Through the afternoon and evening the bleeding and backache slowly worsened. Luckily, my Dad had come up to stay with us in case I had to go to hospital. By about eleven o’clock that night my husband and I decided that we should go to National Women’s Hospital. We both realised that it looked as though I was going to lose the baby. When we arrived there, a doctor confirmed my fears and told me, in a kind and gentle way, that a miscarriage was now inevitable. They gave us a room on our own and my husband sat beside me. We talked about lots of things, of the good times we’d had with our families and our two children. Although it was a sad time, it was also a poignant time as we expressed our gratitude for the other two pregnancies that had turned out so positively.
By about three in the morning, the bleeding was much worse and I began to feel dizzy. My husband cranked up the bed to try and make me feel less light-headed. This helped a bit, but I decided that this was only a short term solution and he’d better call a nurse. When the nurse arrived, she got the doctor who made an immediate decision to give me a D&C operation to clean out the womb.
I was terrified when I went into the operating theatre. I had never had an anaesthetic before and was unsure how I would react to it. The anaesthetist recognised my fear and took great trouble to reassure me. I will never forget how kind he was because to him, this would have been a minor, routine operation. But to me, it was a traumatic experience!
The worst part came when I awoke from the operation the next morning. I felt numb with grief. The starkness of my loss overwhelmed me and I could not think of anything that could console me. If I’d had the strength, I felt as though I could have walked over to the window and jumped out. Of course, my rational mind told me how silly I was being, but at this point I no longer felt rational.
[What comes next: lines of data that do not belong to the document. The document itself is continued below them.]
//! STRATA Lineage - Graph Analysis and History Compaction
//!
//! Works on the operation history recorded by `strata-core`:
//!
//! ```text
//!   HistoryLog ─▶ candidate ─▶ Consolidator ─▶ LineageGraph ─▶ BackwardResolver
//!                                                    │
//!                                                    ▼
//!                       Session ◀── commit ◀── CompletenessChecker
//! ```
//!
//! [`Compactor`] ties the passes together. Everything except
//! [`Compactor::commit`] works on copies; a candidate that fails the
//! completeness check never reaches the session.

mod compactor;
mod completeness;
mod consolidate;
mod graph;
mod resolve;

pub use compactor::{
    CandidateScope, CommitOutcome, CompactionOutcome, CompactionResult, Compactor,
    FallbackReason,
};
pub use completeness::{CompletenessChecker, CompletenessReport, DependencyGap};
pub use consolidate::{
    AbsorbedEdit, Consolidation, ConsolidationReport, Consolidator, MalformedMerge,
};
pub use graph::{LineageGraph, NodeIndex};
pub use resolve::{BackwardResolver, ResolvedSources, TerminalSet};

// ============================================================================
// PROPERTY-BASED TESTS
// ============================================================================
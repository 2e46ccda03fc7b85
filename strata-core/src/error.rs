//! Error types for STRATA operations

use crate::{ColumnId, OperationId, OperationKind};
use std::collections::BTreeSet;
use thiserror::Error;

/// Validation errors for records and log mutations.
#[derive(Debug, Clone, Error, PartialEq, Eq)]
pub enum ValidationError {
    #[error("Operation {operation_id} declares columns as both input and output: {columns:?}")]
    OverlappingColumns {
        operation_id: OperationId,
        columns: BTreeSet<ColumnId>,
    },

    #[error("Operation {operation_id} is already recorded in the history")]
    DuplicateOperation { operation_id: OperationId },

    #[error("Invalid value for {field}: {reason}")]
    InvalidValue { field: String, reason: String },
}

/// Configuration errors.
#[derive(Debug, Clone, Error, PartialEq, Eq)]
pub enum ConfigError {
    #[error("Invalid value for {field}: {value} - {reason}")]
    InvalidValue {
        field: String,
        value: String,
        reason: String,
    },

    #[error("Failed to parse configuration: {reason}")]
    ParseFailed { reason: String },
}

/// Errors raised while re-executing an operation's effect.
#[derive(Debug, Clone, Error, PartialEq, Eq)]
pub enum ReplayError {
    #[error("No replayer registered for operation kind {kind}")]
    NoReplayer { kind: OperationKind },

    #[error("Replay of {kind} operation {operation_id} rejected parameters: {reason}")]
    Rejected {
        operation_id: OperationId,
        kind: OperationKind,
        reason: String,
    },
}

/// Errors raised by the compaction commit step.
#[derive(Debug, Clone, Error, PartialEq, Eq)]
pub enum CompactionError {
    #[error("History changed since snapshot: expected fingerprint {expected}, found {found}")]
    StaleSnapshot { expected: String, found: String },

    #[error("Failed to encode history for fingerprinting: {reason}")]
    FingerprintFailed { reason: String },
}

/// Master error type for all STRATA errors.
#[derive(Debug, Clone, Error)]
pub enum StrataError {
    #[error("Validation error: {0}")]
    Validation(#[from] ValidationError),

    #[error("Config error: {0}")]
    Config(#[from] ConfigError),

    #[error("Replay error: {0}")]
    Replay(#[from] ReplayError),

    #[error("Compaction error: {0}")]
    Compaction(#[from] CompactionError),
}

/// Result type alias for STRATA operations.
pub type StrataResult<T> = Result<T, StrataError>;

// =============================================================================
// TESTS
// =============================================================================
//! Session-owned operation history.
//!
//! The log only grows through [`HistoryLog::append`] during normal editing.
//! The single other mutation is a wholesale [`HistoryLog::replace`], used when
//! a compacted history is committed, and [`HistoryLog::restore`] to roll back
//! to a [`HistorySnapshot`].

use crate::{
    compute_content_hash, CompactionError, ContentHash, OperationId, OperationRecord,
    SessionId, StrataResult, Timestamp, ValidationError,
};
use chrono::Utc;
use serde::{Deserialize, Serialize};
use std::collections::HashSet;

/// Ordered, append-only sequence of recorded operations.
#[derive(Debug, Clone, Default, PartialEq, Serialize, Deserialize)]
pub struct HistoryLog {
    operations: Vec<OperationRecord>,
}

impl HistoryLog {
    pub fn new() -> Self {
        Self::default()
    }

    /// Build a log from an already ordered sequence.
    pub fn from_operations(operations: Vec<OperationRecord>) -> StrataResult<Self> {
        check_sequence(&operations)?;
        Ok(Self { operations })
    }

    /// Record a new operation at the end of the log.
    pub fn append(&mut self, record: OperationRecord) -> StrataResult<()> {
        record.validate()?;
        if self.contains(&record.operation_id) {
            return Err(ValidationError::DuplicateOperation {
                operation_id: record.operation_id,
            }
            .into());
        }
        self.operations.push(record);
        Ok(())
    }

    pub fn operations(&self) -> &[OperationRecord] {
        &self.operations
    }

    pub fn iter(&self) -> impl Iterator<Item = &OperationRecord> {
        self.operations.iter()
    }

    pub fn len(&self) -> usize {
        self.operations.len()
    }

    pub fn is_empty(&self) -> bool {
        self.operations.is_empty()
    }

    pub fn get(&self, operation_id: &OperationId) -> Option<&OperationRecord> {
        self.operations
            .iter()
            .find(|op| &op.operation_id == operation_id)
    }

    pub fn contains(&self, operation_id: &OperationId) -> bool {
        self.get(operation_id).is_some()
    }

    /// SHA-256 over the canonical JSON encoding of the log.
    pub fn fingerprint(&self) -> StrataResult<ContentHash> {
        let encoded = serde_json::to_vec(&self.operations).map_err(|e| {
            CompactionError::FingerprintFailed {
                reason: e.to_string(),
            }
        })?;
        Ok(compute_content_hash(&encoded))
    }

    /// Capture the current state as a rollback target.
    pub fn snapshot(&self) -> StrataResult<HistorySnapshot> {
        Ok(HistorySnapshot {
            fingerprint: self.fingerprint()?,
            operations: self.operations.clone(),
            taken_at: Utc::now(),
        })
    }

    /// Roll the log back to `snapshot`.
    pub fn restore(&mut self, snapshot: &HistorySnapshot) {
        tracing::debug!(
            from_len = self.operations.len(),
            to_len = snapshot.operations.len(),
            "Restoring history snapshot"
        );
        self.operations = snapshot.operations.clone();
    }

    /// Swap in a whole new sequence.
    ///
    /// The sequence is checked before the swap; on error the log is untouched.
    pub fn replace(&mut self, operations: Vec<OperationRecord>) -> StrataResult<()> {
        check_sequence(&operations)?;
        tracing::debug!(
            from_len = self.operations.len(),
            to_len = operations.len(),
            "Replacing history"
        );
        self.operations = operations;
        Ok(())
    }
}

fn check_sequence(operations: &[OperationRecord]) -> StrataResult<()> {
    let mut seen = HashSet::with_capacity(operations.len());
    for op in operations {
        op.validate()?;
        if !seen.insert(op.operation_id) {
            return Err(ValidationError::DuplicateOperation {
                operation_id: op.operation_id,
            }
            .into());
        }
    }
    Ok(())
}

/// Point-in-time copy of a history log.
#[derive(Debug, Clone, PartialEq, Serialize, Deserialize)]
pub struct HistorySnapshot {
    pub operations: Vec<OperationRecord>,
    pub fingerprint: ContentHash,
    pub taken_at: Timestamp,
}

impl HistorySnapshot {
    pub fn fingerprint_hex(&self) -> String {
        hex::encode(self.fingerprint)
    }

    pub fn len(&self) -> usize {
        self.operations.len()
    }

    pub fn is_empty(&self) -> bool {
        self.operations.is_empty()
    }
}

/// One editing session and the history it owns.
#[derive(Debug, Clone, PartialEq, Serialize, Deserialize)]
pub struct Session {
    pub session_id: SessionId,
    history: HistoryLog,
}

impl Session {
    pub fn new() -> Self {
        Self {
            session_id: SessionId::now_v7(),
            history: HistoryLog::new(),
        }
    }

    pub fn with_history(history: HistoryLog) -> Self {
        Self {
            session_id: SessionId::now_v7(),
            history,
        }
    }

    /// Record an operation in this session's history.
    pub fn record(&mut self, record: OperationRecord) -> StrataResult<()> {
        self.history.append(record)
    }

    pub fn history(&self) -> &HistoryLog {
        &self.history
    }

    pub fn history_mut(&mut self) -> &mut HistoryLog {
        &mut self.history
    }
}

impl Default for Session {
    fn default() -> Self {
        Self::new()
    }
}
//! Forward dependency check over a candidate sequence.
//!
//! Replaying the candidate from the current schema must never reference a
//! column nobody has produced yet. Order matters: a consumer placed before
//! its producer is a gap even though the producer exists.

use serde::{Deserialize, Serialize};
use std::collections::BTreeSet;
use strata_core::{ColumnId, OperationId, OperationRecord, SchemaInspector};
use thiserror::Error;

/// An operation whose inputs are not all available at its position.
#[derive(Debug, Clone, Error, PartialEq, Eq, Serialize, Deserialize)]
#[error("Operation {operation_id} at position {position} reads unavailable columns {missing:?}")]
pub struct DependencyGap {
    pub operation_id: OperationId,
    pub position: usize,
    pub missing: BTreeSet<ColumnId>,
}

/// Verdict plus every gap found.
#[derive(Debug, Clone, Default, PartialEq, Eq, Serialize, Deserialize)]
pub struct CompletenessReport {
    pub complete: bool,
    pub gaps: Vec<DependencyGap>,
}

impl CompletenessReport {
    pub fn is_complete(&self) -> bool {
        self.complete
    }
}

pub struct CompletenessChecker<'a, S: SchemaInspector + ?Sized> {
    schema: &'a S,
}

impl<'a, S: SchemaInspector + ?Sized> CompletenessChecker<'a, S> {
    pub fn new(schema: &'a S) -> Self {
        Self { schema }
    }

    /// Walk `operations` in order starting from the schema's Regular columns.
    ///
    /// Only satisfied operations make their outputs available. The scan does
    /// not stop at the first gap.
    pub fn check(&self, operations: &[OperationRecord]) -> CompletenessReport {
        let mut available = self.schema.regular_columns();
        let mut gaps = Vec::new();

        for (position, op) in operations.iter().enumerate() {
            let missing: BTreeSet<ColumnId> = op
                .input_columns()
                .iter()
                .filter(|c| !available.contains(*c))
                .cloned()
                .collect();

            if missing.is_empty() {
                available.extend(op.output_columns().iter().cloned());
            } else {
                tracing::warn!(
                    operation_id = %op.operation_id,
                    kind = %op.kind,
                    position,
                    missing = missing.len(),
                    "Dependency gap in candidate history"
                );
                gaps.push(DependencyGap {
                    operation_id: op.operation_id,
                    position,
                    missing,
                });
            }
        }

        CompletenessReport {
            complete: gaps.is_empty(),
            gaps,
        }
    }
}
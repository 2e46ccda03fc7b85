//! Identity types for STRATA entities

use chrono::{DateTime, Utc};
use serde::{Deserialize, Serialize};
use sha2::{Digest, Sha256};
use std::fmt;
use std::str::FromStr;
use uuid::Uuid;

/// Timestamp type using UTC timezone.
pub type Timestamp = DateTime<Utc>;

/// SHA-256 content hash for snapshot fingerprints.
pub type ContentHash = [u8; 32];

/// Compute SHA-256 hash of content.
pub fn compute_content_hash(content: &[u8]) -> ContentHash {
    let mut hasher = Sha256::new();
    hasher.update(content);
    let result = hasher.finalize();
    let mut hash = [0u8; 32];
    hash.copy_from_slice(&result);
    hash
}

// ============================================================================
// UUID-BACKED IDS
// ============================================================================

/// Identifier of one recorded operation.
///
/// Uses UUIDv7 so identifiers sort by recording time.
#[derive(Debug, Clone, Copy, PartialEq, Eq, PartialOrd, Ord, Hash, Serialize, Deserialize)]
#[serde(transparent)]
pub struct OperationId(Uuid);

impl OperationId {
    /// Generate a new timestamp-sortable id.
    pub fn now_v7() -> Self {
        Self(Uuid::now_v7())
    }

    pub fn new(uuid: Uuid) -> Self {
        Self(uuid)
    }

    pub fn as_uuid(&self) -> Uuid {
        self.0
    }
}

impl fmt::Display for OperationId {
    fn fmt(&self, f: &mut fmt::Formatter<'_>) -> fmt::Result {
        write!(f, "{}", self.0)
    }
}

impl FromStr for OperationId {
    type Err = uuid::Error;

    fn from_str(s: &str) -> Result<Self, Self::Err> {
        Uuid::parse_str(s).map(Self)
    }
}

/// Identifier of an editing session that owns one history log.
#[derive(Debug, Clone, Copy, PartialEq, Eq, PartialOrd, Ord, Hash, Serialize, Deserialize)]
#[serde(transparent)]
pub struct SessionId(Uuid);

impl SessionId {
    pub fn now_v7() -> Self {
        Self(Uuid::now_v7())
    }

    pub fn as_uuid(&self) -> Uuid {
        self.0
    }
}

impl fmt::Display for SessionId {
    fn fmt(&self, f: &mut fmt::Formatter<'_>) -> fmt::Result {
        write!(f, "{}", self.0)
    }
}

// ============================================================================
// STRING-BACKED HANDLES
// ============================================================================

/// Opaque handle to a column in the hierarchical worksheet schema.
///
/// Handles are minted by the importer and transformation layer (e.g. `HN12`);
/// this crate never interprets their content.
#[derive(Debug, Clone, PartialEq, Eq, PartialOrd, Ord, Hash, Serialize, Deserialize)]
#[serde(transparent)]
pub struct ColumnId(String);

impl ColumnId {
    pub fn new(id: impl Into<String>) -> Self {
        Self(id.into())
    }

    pub fn as_str(&self) -> &str {
        &self.0
    }
}

impl fmt::Display for ColumnId {
    fn fmt(&self, f: &mut fmt::Formatter<'_>) -> fmt::Result {
        f.write_str(&self.0)
    }
}

impl From<&str> for ColumnId {
    fn from(value: &str) -> Self {
        Self(value.to_string())
    }
}

impl From<String> for ColumnId {
    fn from(value: String) -> Self {
        Self(value)
    }
}

/// Worksheet partition an operation was recorded against.
#[derive(Debug, Clone, PartialEq, Eq, PartialOrd, Ord, Hash, Serialize, Deserialize)]
#[serde(transparent)]
pub struct WorksheetId(String);

impl WorksheetId {
    pub fn new(id: impl Into<String>) -> Self {
        Self(id.into())
    }

    pub fn as_str(&self) -> &str {
        &self.0
    }
}

impl fmt::Display for WorksheetId {
    fn fmt(&self, f: &mut fmt::Formatter<'_>) -> fmt::Result {
        f.write_str(&self.0)
    }
}

impl From<&str> for WorksheetId {
    fn from(value: &str) -> Self {
        Self(value.to_string())
    }
}
//! Configuration types

use crate::{ConfigError, OperationKind, OperationTags, StrataResult};
use serde::{Deserialize, Serialize};
use std::time::Duration;

/// Compaction configuration.
/// ALL values are required - no serde defaults.
#[derive(Debug, Clone, PartialEq, Serialize, Deserialize)]
pub struct CompactionConfig {
    /// An operation joins the candidate sequence if it carries any of these tags
    pub candidate_tags: OperationTags,
    /// Kinds whose lineage is reported to mapping generation
    pub terminal_kinds: Vec<OperationKind>,
    /// Keep operations outside the candidate scope in place on commit
    pub retain_out_of_scope: bool,
    /// Abandon the candidate if a pass takes longer than this (milliseconds)
    pub time_budget_ms: Option<u64>,
}

impl CompactionConfig {
    /// The settings mapping export uses: modeling and transformation
    /// operations are candidates, semantic type and meta property
    /// assignments are terminal, other worksheets are left alone.
    pub fn standard() -> Self {
        Self {
            candidate_tags: OperationTags::MODELING | OperationTags::TRANSFORMATION,
            terminal_kinds: vec![
                OperationKind::SetSemanticType,
                OperationKind::SetMetaProperty,
            ],
            retain_out_of_scope: true,
            time_budget_ms: None,
        }
    }

    /// Parse and validate a TOML document.
    pub fn from_toml_str(source: &str) -> StrataResult<Self> {
        let config: CompactionConfig =
            toml::from_str(source).map_err(|e| ConfigError::ParseFailed {
                reason: e.to_string(),
            })?;
        config.validate()?;
        Ok(config)
    }

    /// Set the time budget, rounded up to whole milliseconds.
    pub fn with_time_budget(mut self, budget: Duration) -> Self {
        let millis = budget.as_nanos().div_ceil(1_000_000);
        self.time_budget_ms = Some(u64::try_from(millis).unwrap_or(u64::MAX));
        self
    }

    pub fn with_retain_out_of_scope(mut self, retain: bool) -> Self {
        self.retain_out_of_scope = retain;
        self
    }

    pub fn time_budget(&self) -> Option<Duration> {
        self.time_budget_ms.map(Duration::from_millis)
    }

    pub fn is_terminal(&self, kind: &OperationKind) -> bool {
        self.terminal_kinds.contains(kind)
    }

    /// Validate the configuration.
    ///
    /// Validates:
    /// - candidate_tags is not empty
    /// - terminal_kinds is not empty
    /// - time_budget_ms, when set, is positive
    pub fn validate(&self) -> StrataResult<()> {
        if self.candidate_tags.is_empty() {
            return Err(ConfigError::InvalidValue {
                field: "candidate_tags".to_string(),
                value: format!("{:?}", self.candidate_tags),
                reason: "at least one tag must select candidates".to_string(),
            }
            .into());
        }

        if self.terminal_kinds.is_empty() {
            return Err(ConfigError::InvalidValue {
                field: "terminal_kinds".to_string(),
                value: "[]".to_string(),
                reason: "terminal_kinds must not be empty".to_string(),
            }
            .into());
        }

        if self.time_budget_ms == Some(0) {
            return Err(ConfigError::InvalidValue {
                field: "time_budget_ms".to_string(),
                value: "0".to_string(),
                reason: "time_budget_ms must be positive".to_string(),
            }
            .into());
        }

        Ok(())
    }
}
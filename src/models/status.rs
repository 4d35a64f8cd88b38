//! Raw status documents and their classification
//!
//! A status arrives from the stream as an arbitrary JSON document. This
//! module decides which of the three categories it belongs to and which
//! nested payload the record should be extracted from.

use serde::{Deserialize, Serialize};
use serde_json::Value;
use std::fmt;

/// Key holding the reshared status on a retweet
pub const RETWEETED_STATUS: &str = "retweeted_status";

/// Key holding the quoted status on a quote-share
pub const QUOTED_STATUS: &str = "quoted_status";

/// Category of a status, determined once at classification time
#[derive(Debug, Clone, Copy, PartialEq, Eq, Hash, Serialize, Deserialize)]
pub enum Category {
    /// Original post
    Tweet,
    /// Verbatim reshare of another status
    Retweet,
    /// Reshare with added commentary
    Quoted,
}

impl Category {
    /// All categories in aggregation block order
    pub const ALL: [Category; 3] = [Category::Tweet, Category::Retweet, Category::Quoted];

    /// Display name, also used as the `kind` column value
    pub fn as_str(&self) -> &'static str {
        match self {
            Category::Tweet => "Tweet",
            Category::Retweet => "Retweet",
            Category::Quoted => "Quoted",
        }
    }
}

impl fmt::Display for Category {
    fn fmt(&self, f: &mut fmt::Formatter<'_>) -> fmt::Result {
        write!(f, "{}", self.as_str())
    }
}

/// Raw status as delivered by the stream
///
/// The document is kept as plain JSON so that every optional sub-structure
/// can be probed by presence instead of failing deserialization.
#[derive(Debug, Clone, PartialEq, Serialize, Deserialize)]
#[serde(transparent)]
pub struct RawStatus(Value);

impl RawStatus {
    /// Wrap an already parsed JSON document
    pub fn new(value: Value) -> Self {
        Self(value)
    }

    /// Parse a status from a JSON string
    pub fn from_json(json: &str) -> serde_json::Result<Self> {
        serde_json::from_str(json).map(Self)
    }

    /// The full document
    pub fn as_value(&self) -> &Value {
        &self.0
    }

    /// Consume the wrapper and return the document
    pub fn into_value(self) -> Value {
        self.0
    }

    /// Status identifier, preferring the string form the provider sends
    pub fn id_str(&self) -> Option<String> {
        match self.0.get("id_str").and_then(Value::as_str) {
            Some(id) => Some(id.to_string()),
            None => self.0.get("id").and_then(Value::as_u64).map(|id| id.to_string()),
        }
    }

    /// Reshared sub-structure, when this status is a retweet
    pub fn retweeted_status(&self) -> Option<&Value> {
        sub_structure(&self.0, RETWEETED_STATUS)
    }

    /// Quoted sub-structure, when this status is a quote-share
    pub fn quoted_status(&self) -> Option<&Value> {
        sub_structure(&self.0, QUOTED_STATUS)
    }

    /// Determine the category. A reshare takes priority over a quote.
    pub fn category(&self) -> Category {
        self.classify().0
    }

    /// Determine the category together with the payload to extract from
    pub fn classify(&self) -> (Category, &Value) {
        if let Some(reshared) = self.retweeted_status() {
            (Category::Retweet, reshared)
        } else if let Some(quoted) = self.quoted_status() {
            (Category::Quoted, quoted)
        } else {
            (Category::Tweet, &self.0)
        }
    }
}

impl From<Value> for RawStatus {
    fn from(value: Value) -> Self {
        Self::new(value)
    }
}

/// A nested status counts as present only when it is an object.
fn sub_structure<'a>(status: &'a Value, key: &str) -> Option<&'a Value> {
    status.get(key).filter(|value| value.is_object())
}

/// Resolve the display text of a payload
///
/// The long-form `extended_tweet.full_text` wins whenever it is present;
/// the short `text` field is used only when it is structurally absent.
pub fn resolve_text(payload: &Value) -> Option<&str> {
    payload
        .pointer("/extended_tweet/full_text")
        .and_then(Value::as_str)
        .or_else(|| payload.get("text").and_then(Value::as_str))
}

/// Collapse a text onto a single line: newlines become spaces and
/// carriage returns are dropped. Trailing whitespace left behind by a
/// final line break is trimmed so the sink line ends with the text itself.
pub fn normalize_text(text: &str) -> String {
    let mut line = text.replace('\n', " ").replace('\r', "");
    line.truncate(line.trim_end().len());
    line
}
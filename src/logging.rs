//! Logging module for tweetforge
//!
//! Structured logging through `tracing`: JSON lines in production, pretty
//! output everywhere else. `RUST_LOG` overrides the configured level.

use std::time::{Duration, Instant};

use tracing::Level;
use tracing_subscriber::{
    fmt::{self, format::FmtSpan},
    layer::SubscriberExt,
    util::SubscriberInitExt,
    EnvFilter, Registry,
};

use crate::error::{Error, Result};
use crate::models::Category;

/// Build the filter for the crate's own targets
fn env_filter(log_level: &str) -> EnvFilter {
    EnvFilter::try_from_default_env()
        .unwrap_or_else(|_| EnvFilter::new(format!("tweetforge={},warn", log_level)))
}

/// Initialize the logging system
///
/// - `production`: JSON with thread ids and the current span
/// - anything else: pretty output without thread details
pub fn init_tracing(log_level: &str, environment: &str) -> Result<()> {
    let filter = env_filter(log_level);
    let registry = Registry::default().with(filter);

    let init = if environment == "production" {
        registry
            .with(
                fmt::layer()
                    .json()
                    .with_file(true)
                    .with_line_number(true)
                    .with_thread_ids(true)
                    .with_target(true)
                    .with_span_events(FmtSpan::CLOSE)
                    .with_current_span(true),
            )
            .try_init()
    } else {
        registry
            .with(
                fmt::layer()
                    .pretty()
                    .with_file(true)
                    .with_line_number(true)
                    .with_target(true)
                    .with_span_events(FmtSpan::CLOSE),
            )
            .try_init()
    };
    init.map_err(|e| Error::internal(format!("Failed to initialize tracing: {}", e)))?;

    tracing::info!(environment, log_level, "Logging initialized");
    Ok(())
}

/// Span covering one streaming session
#[macro_export]
macro_rules! session_span {
    ($session_id:expr) => {
        tracing::info_span!(
            "session",
            session_id = %$session_id,
            statuses = tracing::field::Empty,
            end = tracing::field::Empty,
        )
    };
}

/// Span covering the classification of one status
#[macro_export]
macro_rules! status_span {
    ($count:expr, $category:expr) => {
        tracing::debug_span!(
            "status",
            status_count = $count,
            category = %$category,
        )
    };
}

/// Span covering the aggregation and export of a finished session
#[macro_export]
macro_rules! export_span {
    ($path:expr) => {
        tracing::info_span!(
            "export",
            file_path = %$path,
            rows_written = tracing::field::Empty,
            duration_ms = tracing::field::Empty,
        )
    };
}

/// Log a crate error with its type name
#[macro_export]
macro_rules! log_error {
    ($error:expr, $msg:expr) => {
        tracing::error!(
            error = %$error,
            error_type = $error.error_type(),
            $msg
        )
    };
    ($error:expr, $msg:expr, $($key:ident = $value:expr),* $(,)?) => {
        tracing::error!(
            error = %$error,
            error_type = $error.error_type(),
            $($key = tracing::field::display(&$value),)*
            $msg
        )
    };
}

/// Log the per-category counts of a collection or table
pub fn log_category_counts(stage: &str, counts: &[(Category, usize); 3]) {
    let [(_, tweets), (_, retweets), (_, quoted)] = *counts;
    tracing::info!(stage, tweets, retweets, quoted, "Category counts");
}

/// Helper for timing operations
pub struct Timer {
    start: Instant,
    operation: String,
}

impl Timer {
    /// Start a new timer
    pub fn start(operation: impl Into<String>) -> Self {
        Timer {
            start: Instant::now(),
            operation: operation.into(),
        }
    }

    /// Time elapsed so far
    pub fn elapsed(&self) -> Duration {
        self.start.elapsed()
    }

    /// Stop the timer and log the duration at debug level
    pub fn stop(self) -> Duration {
        self.stop_and_log(Level::DEBUG)
    }

    /// Stop the timer and log at the given level
    pub fn stop_and_log(self, level: Level) -> Duration {
        let duration = self.start.elapsed();
        let duration_ms = duration.as_millis() as u64;
        let operation = self.operation.as_str();
        match level {
            Level::TRACE => tracing::trace!(operation, duration_ms, "Operation completed"),
            Level::DEBUG => tracing::debug!(operation, duration_ms, "Operation completed"),
            Level::INFO => tracing::info!(operation, duration_ms, "Operation completed"),
            Level::WARN => tracing::warn!(operation, duration_ms, "Operation completed"),
            Level::ERROR => tracing::error!(operation, duration_ms, "Operation completed"),
        }
        duration
    }
}

#[cfg(test)]
mod tests {
    use super::*;

    #[test]
    fn test_timer() {
        let timer = Timer::start("aggregate");
        std::thread::sleep(Duration::from_millis(10));
        assert!(timer.elapsed() >= Duration::from_millis(10));
        let duration = timer.stop_and_log(Level::INFO);
        assert!(duration.as_millis() >= 10);
    }

    #[test]
    fn test_spans_and_counts() {
        let span = crate::session_span!("abc");
        let _enter = span.enter();
        let _status = crate::status_span!(1u64, Category::Tweet);
        let _export = crate::export_span!("out.jsonl");
        log_category_counts("collected", &[(Category::Tweet, 1), (Category::Retweet, 0), (Category::Quoted, 2)]);
        crate::log_error!(Error::stream("boom"), "Stream failed", attempt = 1);
    }
}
Probably the only thing that helped me keep my sanity was the look of love on the children’s face when they rushed into the ward with their father waving home-made cards that they had laboured over that morning. Afterwards, I often wondered how women who had no children coped with their loss of miscarriage.
When I arrived home, everyone rushed around after me and was really kind. My husband was shattered by the experience and he wanted me to rest and get completely well again. Friends arrived with cakes, cards, flowers and pot plants. I sat by the fire for three days reading poetry books and entertaining friends and relatives. I realised that I hadn’t sat down and browsed through poetry books for about three years. Strangely, I found the poems and the comfort I gained from everyone’s support was really therapeutic. I was disappointed after about four days when my husband said that I seemed strong now and suggested that I could return to normal duties.
Physically, I was perfectly well and outwardly everything continued as usual, but emotionally, I was still scarred. For six months my hormones were out of kilter and my yearning for another child and my grief for the child that I had lost continued in changing forms for another four years. It was only really when I became pregnant, partly by accident, four years later that my grief and loss became reconciled.
I lost my baby in the autumn. In the spring of the same year, I looked out the window of the spare room at the almond tree that was in blossom. Beneath the tree I could see my children dancing and singing with the small girls next door. I thought how the tree was now full of life and promise, whereas I was barren. I felt the contrast so strongly that I wrote a poem about my child “unborn, unnamed and unsung “.
Strangely enough, the almond tree was removed to make way for the building extensions we did when I had my last child, four years after the miscarriage. I have always meant to replace the almond tree with another. Perhaps it is a yet unresolved and undefined grief that has stopped me.